El pie que no quería bañarse

Julieta García González

Ilustraciones de Luis San Vicente

A mis sobrinos:

Pedro y Valeria

Ana Paula, Andrea, Bernardo,

Emilio, María Dolores, Pablo,

Rodrigo y Rosa Amanda

Diego y Mónica

Índice

El pie que no quería bañarse

Portadilla

Dedicatoria

Empezar a leer

Créditos

ANTES de que su pie se negara a bañarse, Pedro tenía una rutina muy clara. De lunes a viernes se metía a la regadera a las siete de la noche. Los sábados y domingos se bañaba en las mañanas. Sólo en vacaciones entraba a la regadera hacia las ocho, aunque tampoco lo hacía siempre.

Después del baño se ponía la piyama y se iba a cenar. Se sentaba siempre junto a su hermana Valeria, que le parecía una niña muy chiquita. Cerca de él se echaba Benito, su perro, que dormía en la cocina.

Después de cenar entraba a la cama a leer hasta que, poquito a poco, se le cerraban los ojos. Si se dormía muy pronto, amanecía con varios pelos como púas de puercoespín, así que prfería que el sueño le ganara cuando ya tenía el pelo casi seco.

La hora del baño era muy importante para su mamá. A veces, cuando no estaba cerca, ella gritaba: "Peeeeeedroooo: son las sieeeeteeeee", lo que irremediablemente significaba que era hora de bañarse.

Pedro había elaborado un ritual muy preciso en la regadera, al que siempre se apegaba. Ordenaba el jabón, el champú y la esponja frente a él. Luego, iba por partes.

La cabeza: mojaba su pelo negro (tenía mucho) con abundante agua y luego se echaba champú, que se ponía primero en la palma de la mano, para hacer toda la espuma que podía.

El tronco: había que lavarlo completo o hasta donde alcanzaban los brazos, que no estaban diseñados para cubrir toda espalda, para ser honestos.

La colita: por delante y por detrás.

Lo complicado: brazos (con manos) y piernas (con pies).

En los brazos se enjabonaba solo poquito.
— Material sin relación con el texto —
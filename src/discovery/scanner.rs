//! File system scanner for discovering projects.
//!
//! A project is any directory holding a `description.md` file. Hidden
//! files and directories are skipped.

use std::path::{Path, PathBuf};

use walkdir::{DirEntry, WalkDir};

use super::DESCRIPTION_FILENAME;

/// Scan a database directory for project folders.
///
/// Returns project directories sorted by path.
pub fn scan_projects(root: &Path) -> Vec<PathBuf> {
    let mut projects = Vec::new();

    if !root.exists() {
        return projects;
    }

    for entry in WalkDir::new(root)
        .follow_links(true)
        .sort_by_file_name()
        .into_iter()
        .filter_entry(|e| e.depth() == 0 || !is_hidden(e))
        .filter_map(|e| e.ok())
    {
        if !entry.file_type().is_file() || entry.file_name() != DESCRIPTION_FILENAME {
            continue;
        }

        if let Some(parent) = entry.path().parent() {
            projects.push(parent.to_path_buf());
        }
    }

    projects.sort();
    projects
}

fn is_hidden(entry: &DirEntry) -> bool {
    entry
        .file_name()
        .to_str()
        .is_some_and(|name| name.starts_with('.'))
}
A veces quedaban de un color al que había llamado “color codo”, aunque podía haberlo llamado “gris banqueta” o “gris rata” o “gris del cielo cuando va a llover”. Pero lo llamó “gris codo” porque era un color nativo de ese sitio, aunque también aparecía en las rodillas de vez en cuando.

Las piernas no representaban mayor problema. ¡Pero los pies! A los pies había que tratarlos con mucho tiento porque resultaba difícil no hacerse cosquillas; era irremediable.

Su papá le había dicho que no era posible hacerse cosquillas uno mismo, pero a él le pasaba todo el tiempo.

Así, cada pie: el empeine y por encima de los dedos (las uñas y el borde gordito en donde el dedo se curva hacia abajo); luego, con mucho cuidado, por el arco, muy despacito…

Despaciiito, despaciiito.

También entre los dedos, usando de vez en cuando los de la mano por si alguna migaja de calcetín se hubiera hecho bolita justo ahí, en los rincones de mayor risa y peor olor. A veces no eran bolitas, sino pasto, pelos de Benito o pura mugre.

Era ahí donde lavaba con más detalle y menos frecuencia, no porque le gustara ninguna de las dos cosas: ¡precisamente por lo contrario! Le chocaba hacerse cosquillas, lo odiaba, y lo peor era que no había nadie a quién reclamarle después. Tampoco le gustaba que quedara sucio ahí. ¿Qué tal si olía? ¿Qué tal si se daban cuenta sus papás?